Some of his expositors have called Spinoza a mystic; and his philosophy has been traced, in part at least, to the mystical pantheism of certain medieval Jews. In my opinion this is a mistake; and I will now proceed to show that the phrases on which it rests are open to an interpretation more consistent with the rational foundations of the whole system.

The things that have done most to fasten the character of a mystic on Spinoza are his identification of virtue with the knowledge and love of God, and his theory – so suggestive of Christian theology at its highest flight – that God loves himself with an infinite love. That, like Plato and Matthew Arnold, he should value religion as a means of popular moralisation might seem natural enough; but not, except from a mystical motive, that he should apparently value morality merely as a help to the religious life. On examination, however, it appears that the beatific vision of this pantheist offers no experience going beyond the limits of nature and reason. Since God and the universe are one, to know God is to know that we are, body and soul, necessary modes of the two attributes, Extension and Thought, by which the infinite Power which is the essence of the universe expresses itself for us. To love God is to recognise our own vitality as a portion of that power, welcoming it with grateful joy as a gift from the universe whence we come. And to say that God loves himself with an infinite love is merely to say that the attribute of Thought eternally divides itself among an infinity of thinking beings, through whose activity the universe keeps up a delighted consciousness of itself.

Spinoza declares by the very name of his great work that for him the philosophical problem is essentially a problem of ethics, being, indeed, no other than the old question, first started by Plato, how to reconcile disinterestedness with self-interest; and his metaphysical system is really an elaborate mechanism for proving that, on the profoundest interpretation, their claims coincide. His great contemporary, Hobbes, had taught that the fundamental impulse of human nature is the will for power; and Spinoza accepts this idea to the fullest extent in proclaiming Power to be the very stuff of which we and all other things are made.
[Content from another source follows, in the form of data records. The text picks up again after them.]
//! Error types.
//!
//! None of these ever escape `Engine::play`/`stop`/`update`: row problems are
//! collected into parse reports and fetch problems end a single load cycle.

use thiserror::Error;

/// Failure to obtain the text behind a locator.
#[derive(Debug, Error)]
pub enum FetchError {
    #[error("empty locator")]
    EmptyLocator,
    #[error("asset not found: {locator}")]
    NotFound { locator: String },
    #[error("failed to read {locator}: {source}")]
    Io {
        locator: String,
        #[source]
        source: std::io::Error,
    },
    #[error("request for {locator} failed: {reason}")]
    Http { locator: String, reason: String },
    #[error("no transport for {locator} (enable the `http` feature for network locators)")]
    UnsupportedScheme { locator: String },
    #[error("fetch worker for {locator} went away")]
    Disconnected { locator: String },
}

impl FetchError {
    /// Locator the failure refers to, when there is one.
    pub fn locator(&self) -> Option<&str> {
        match self {
            FetchError::EmptyLocator => None,
            FetchError::NotFound { locator }
            | FetchError::Io { locator, .. }
            | FetchError::Http { locator, .. }
            | FetchError::UnsupportedScheme { locator }
            | FetchError::Disconnected { locator } => Some(locator),
        }
    }
}

/// Errors produced while loading an `EngineConfig`.
#[derive(Debug, Error)]
pub enum ConfigError {
    #[error("config json parse error: {0}")]
    Parse(#[from] serde_json::Error),
    #[error("failed to read config {path}: {source}")]
    Read {
        path: String,
        #[source]
        source: std::io::Error,
    },
}
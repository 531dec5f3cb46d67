//! Dense interpolation of sparse time/value samples.
//!
//! Adjacent samples form segments in file order. A segment whose endpoints
//! differ in sign is split at its temporal midpoint, and the split value is the
//! endpoint with the smaller magnitude (ties go to the end value). Each piece
//! is then linearly interpolated at a fixed resolution. Segments that would
//! need more than [`MAX_SEGMENT_STEPS`] values are skipped.

use log::warn;
use serde::{Deserialize, Serialize};

use crate::samples::TimeValueSample;

/// Samples per second of segment duration.
pub const DEFAULT_SAMPLES_PER_SECOND: f64 = 100.0;

/// Slack applied before rounding the step count up, so that spans such as
/// `0.1 * 100` do not gain an extra step from float noise.
const STEP_EPSILON: f64 = 1e-9;

/// Most steps a single segment may take: 10 000 s at the default rate.
pub const MAX_SEGMENT_STEPS: usize = 1_000_000;

/// One value per emission tick, in segment order.
#[derive(Clone, Debug, Default, PartialEq, Serialize, Deserialize)]
#[serde(transparent)]
pub struct InterpolatedSeries(Vec<f64>);

impl InterpolatedSeries {
    #[inline]
    pub fn len(&self) -> usize {
        self.0.len()
    }

    #[inline]
    pub fn is_empty(&self) -> bool {
        self.0.is_empty()
    }

    #[inline]
    pub fn get(&self, index: usize) -> Option<f64> {
        self.0.get(index).copied()
    }

    #[inline]
    pub fn last(&self) -> Option<f64> {
        self.0.last().copied()
    }

    pub fn values(&self) -> &[f64] {
        &self.0
    }

    pub fn into_vec(self) -> Vec<f64> {
        self.0
    }
}

/// Sign as used for crossing detection: zero counts as positive.
#[inline]
fn sign(v: f64) -> i8 {
    if v >= 0.0 {
        1
    } else {
        -1
    }
}

/// Unclamped lerp, written so `t = 0` and `t = 1` return the endpoints exactly.
#[inline]
pub(crate) fn lerp(a: f64, b: f64, t: f64) -> f64 {
    a * (1.0 - t) + b * t
}

/// Number of steps for a segment; never less than one. `None` when the span
/// needs more than [`MAX_SEGMENT_STEPS`].
pub fn segment_steps(start_time: f64, end_time: f64, samples_per_second: f64) -> Option<usize> {
    let raw = (end_time - start_time) * samples_per_second;
    if raw.is_nan() || raw <= 0.0 {
        return Some(1);
    }
    let steps = (raw - STEP_EPSILON).ceil();
    if steps > MAX_SEGMENT_STEPS as f64 {
        return None;
    }
    Some((steps as usize).max(1))
}

/// Append `steps + 1` values from `start_value` to `end_value` inclusive.
fn push_segment(out: &mut Vec<f64>, start_value: f64, end_value: f64, steps: usize) {
    out.reserve(steps + 1);
    for j in 0..=steps {
        let t = j as f64 / steps as f64;
        out.push(lerp(start_value, end_value, t));
    }
}

/// Interpolate at [`DEFAULT_SAMPLES_PER_SECOND`].
pub fn interpolate_samples(samples: &[TimeValueSample]) -> InterpolatedSeries {
    interpolate_samples_at(samples, DEFAULT_SAMPLES_PER_SECOND)
}

/// Interpolate with an explicit resolution. Fewer than two samples give an empty series.
pub fn interpolate_samples_at(
    samples: &[TimeValueSample],
    samples_per_second: f64,
) -> InterpolatedSeries {
    interpolate_with_skips(samples, samples_per_second).0
}

/// Like [`interpolate_samples_at`], also returning how many segments were
/// skipped for exceeding [`MAX_SEGMENT_STEPS`].
pub fn interpolate_with_skips(
    samples: &[TimeValueSample],
    samples_per_second: f64,
) -> (InterpolatedSeries, usize) {
    let rate = if samples_per_second.is_finite() && samples_per_second > 0.0 {
        samples_per_second
    } else {
        DEFAULT_SAMPLES_PER_SECOND
    };
    let mut out = Vec::new();
    let mut skipped = 0;
    for pair in samples.windows(2) {
        let (a, b) = (pair[0], pair[1]);
        if sign(a.value) != sign(b.value) {
            let mid_time = (a.time + b.time) / 2.0;
            let mid_value = if a.value.abs() < b.value.abs() {
                a.value
            } else {
                b.value
            };
            match (
                segment_steps(a.time, mid_time, rate),
                segment_steps(mid_time, b.time, rate),
            ) {
                (Some(first), Some(second)) => {
                    push_segment(&mut out, a.value, mid_value, first);
                    push_segment(&mut out, mid_value, b.value, second);
                }
                _ => {
                    warn!("segment {}s..{}s is too long; skipped", a.time, b.time);
                    skipped += 1;
                }
            }
        } else if let Some(steps) = segment_steps(a.time, b.time, rate) {
            push_segment(&mut out, a.value, b.value, steps);
        } else {
            warn!("segment {}s..{}s is too long; skipped", a.time, b.time);
            skipped += 1;
        }
    }
    (InterpolatedSeries(out), skipped)
}
//! Output contracts from the engine.
//!
//! Outputs carry the parameter writes and event posts produced since the last
//! drain, plus a separate list of semantic events. Hosts apply writes and posts
//! to their sinks (see [`Outputs::dispatch`]) and may react to the events, e.g.
//! to run visual side effects on every trigger.

use serde::{Deserialize, Serialize};

use crate::ids::{ChannelId, EventId, PresetId, RunId};
use crate::sinks::{EventSink, ParameterSink};

/// Where a parameter write came from.
#[derive(Copy, Clone, Debug, PartialEq, Eq, Serialize, Deserialize)]
pub enum ChangeSource {
    Channel(ChannelId),
    Preset(PresetId),
}

/// One parameter write.
#[derive(Clone, Debug, PartialEq, Serialize, Deserialize)]
pub struct ParameterChange {
    pub source: ChangeSource,
    pub parameter: String,
    pub value: f64,
}

#[derive(Copy, Clone, Debug, PartialEq, Eq, Serialize, Deserialize)]
pub enum PostRole {
    Primary,
    Secondary,
    Stop,
}

/// One event post. A zero delay maps to `post_event`, anything else to
/// `post_event_with_delay`.
#[derive(Clone, Debug, PartialEq, Serialize, Deserialize)]
pub struct EventPost {
    pub event: EventId,
    pub role: PostRole,
    #[serde(default)]
    pub delay_seconds: f64,
}

/// Discrete semantic signals emitted while stepping.
#[derive(Clone, Debug, PartialEq, Serialize, Deserialize)]
#[non_exhaustive]
pub enum CoreEvent {
    PlaybackStarted,
    PlaybackStopped,
    /// A trigger fired. `index` is the schedule slot, `None` for the trigger fired by `play()`.
    Triggered {
        index: Option<usize>,
        elapsed: f64,
    },
    ChannelStarted {
        channel: ChannelId,
        run: RunId,
    },
    ChannelCancelled {
        channel: ChannelId,
        run: RunId,
    },
    ChannelLoaded {
        channel: ChannelId,
        samples: usize,
        values: usize,
    },
    ChannelFinished {
        channel: ChannelId,
        last_value: Option<f64>,
    },
    FetchFailed {
        channel: Option<ChannelId>,
        preset: Option<PresetId>,
        locator: String,
        message: String,
    },
    RowsRejected {
        locator: String,
        malformed: usize,
        duplicates: usize,
    },
    PresetLoaded {
        preset: PresetId,
        records: usize,
    },
    AutoCycleStarted,
    AutoCycleStopped,
}

/// Everything produced since the last drain.
#[derive(Clone, Debug, Default, PartialEq, Serialize, Deserialize)]
pub struct Outputs {
    #[serde(default)]
    pub changes: Vec<ParameterChange>,
    #[serde(default)]
    pub posts: Vec<EventPost>,
    #[serde(default)]
    pub events: Vec<CoreEvent>,
}

impl Outputs {
    #[inline]
    pub fn clear(&mut self) {
        self.changes.clear();
        self.posts.clear();
        self.events.clear();
    }

    #[inline]
    pub fn push_change(&mut self, change: ParameterChange) {
        self.changes.push(change);
    }

    #[inline]
    pub fn push_post(&mut self, post: EventPost) {
        self.posts.push(post);
    }

    #[inline]
    pub fn push_event(&mut self, event: CoreEvent) {
        self.events.push(event);
    }

    #[inline]
    pub fn is_empty(&self) -> bool {
        self.changes.is_empty() && self.posts.is_empty() && self.events.is_empty()
    }

    /// Append another batch, keeping order.
    pub fn append(&mut self, mut other: Outputs) {
        self.changes.append(&mut other.changes);
        self.posts.append(&mut other.posts);
        self.events.append(&mut other.events);
    }

    /// Values written to `parameter`, in order.
    pub fn values_for(&self, parameter: &str) -> Vec<f64> {
        self.changes
            .iter()
            .filter(|c| c.parameter == parameter)
            .map(|c| c.value)
            .collect()
    }

    /// Apply parameter writes, then event posts, to the host sinks.
    pub fn dispatch(&self, params: &mut dyn ParameterSink, events: &mut dyn EventSink) {
        for change in &self.changes {
            params.set_parameter_value(&change.parameter, change.value);
        }
        for post in &self.posts {
            if post.delay_seconds > 0.0 {
                events.post_event_with_delay(&post.event, post.delay_seconds);
            } else {
                events.post_event(&post.event);
            }
        }
    }
}

#[cfg(test)]
mod tests {
    use super::*;
    use crate::sinks::{RecordingSink, SinkCall};

    #[test]
    fn dispatch_routes_delayed_posts() {
        let mut out = Outputs::default();
        out.push_change(ParameterChange {
            source: ChangeSource::Channel(ChannelId(0)),
            parameter: "Cutoff".into(),
            value: 0.5,
        });
        out.push_post(EventPost {
            event: EventId::new("Hit"),
            role: PostRole::Primary,
            delay_seconds: 0.0,
        });
        out.push_post(EventPost {
            event: EventId::new("Tail"),
            role: PostRole::Secondary,
            delay_seconds: 0.25,
        });

        let mut params = RecordingSink::new();
        let mut events = RecordingSink::new();
        out.dispatch(&mut params, &mut events);

        assert_eq!(params.values_for("Cutoff"), vec![0.5]);
        assert_eq!(
            events.calls,
            vec![
                SinkCall::PostEvent {
                    event: EventId::new("Hit")
                },
                SinkCall::PostEventWithDelay {
                    event: EventId::new("Tail"),
                    delay_seconds: 0.25
                },
            ]
        );
    }

    #[test]
    fn append_keeps_order_and_clear_empties() {
        let mut a = Outputs::default();
        a.push_event(CoreEvent::PlaybackStarted);
        let mut b = Outputs::default();
        b.push_event(CoreEvent::PlaybackStopped);
        a.append(b);
        assert_eq!(
            a.events,
            vec![CoreEvent::PlaybackStarted, CoreEvent::PlaybackStopped]
        );
        a.clear();
        assert!(a.is_empty());
    }
}
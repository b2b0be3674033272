//! # Error Types: Structured Error Hierarchy
//!
//! Defines the error types used throughout SXG. All errors use `thiserror`
//! for derive-based `Display` and `Error` implementations.
//!
//! ## Design
//!
//! - A payload that does not match its schema is *not* an error here. The
//!   validator reports that as a false verdict (or a `Mismatch` value).
//! - Catalog errors are construction defects. They are detected once, when
//!   the catalog is built, and a process must not serve with a bad catalog.
//! - Configuration and document errors carry the offending path or key.

use thiserror::Error;

/// Top-level error type for SXG.
#[derive(Error, Debug)]
pub enum SxgError {
    /// Schema catalog construction or lookup failed.
    #[error("catalog error: {0}")]
    Catalog(#[from] CatalogError),

    /// Validator configuration is invalid.
    #[error("configuration error: {0}")]
    Config(String),

    /// A document could not be decoded into a value tree.
    #[error("document error for '{path}': {reason}")]
    Document {
        /// Where the document came from (file path or `<stdin>`).
        path: String,
        /// Reason decoding failed.
        reason: String,
    },

    /// IO error.
    #[error("io error: {0}")]
    Io(#[from] std::io::Error),
}

/// Error in schema catalog construction or lookup.
#[derive(Error, Debug, Clone, PartialEq, Eq)]
pub enum CatalogError {
    /// A type name was defined twice.
    #[error("type '{name}' is already defined")]
    DuplicateDefinition {
        /// The duplicated type name.
        name: String,
    },

    /// A type name is not present in the catalog.
    #[error("unknown type '{name}'")]
    UnknownType {
        /// The name that was looked up.
        name: String,
    },

    /// A named reference inside a definition points at no definition.
    #[error("type '{referrer}' references undefined type '{target}'")]
    UnresolvedReference {
        /// The definition containing the reference.
        referrer: String,
        /// The undefined name.
        target: String,
    },

    /// A reference cycle never descends into the value, so validating it
    /// would recurse without consuming input.
    #[error("type '{name}' refers back to itself without descending into the value")]
    UnguardedRecursion {
        /// A type on the cycle.
        name: String,
    },
}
But he parts company with the English philosopher in his theory of what it means. On his view it is an utter illusion to suppose that to gratify such passions as pride, avarice, vanity, and lust is to acquire or exercise power. For strength means freedom, self-determination; and no man can be free whose happiness depends on a fortuitous combination of external circumstances, or on the consent of other persons whose desires are such as to set up a conflict between his gratification and theirs. Real power means self-realisation, the exercise of that faculty which is most purely human – that is to say, of Thought under the form of reason.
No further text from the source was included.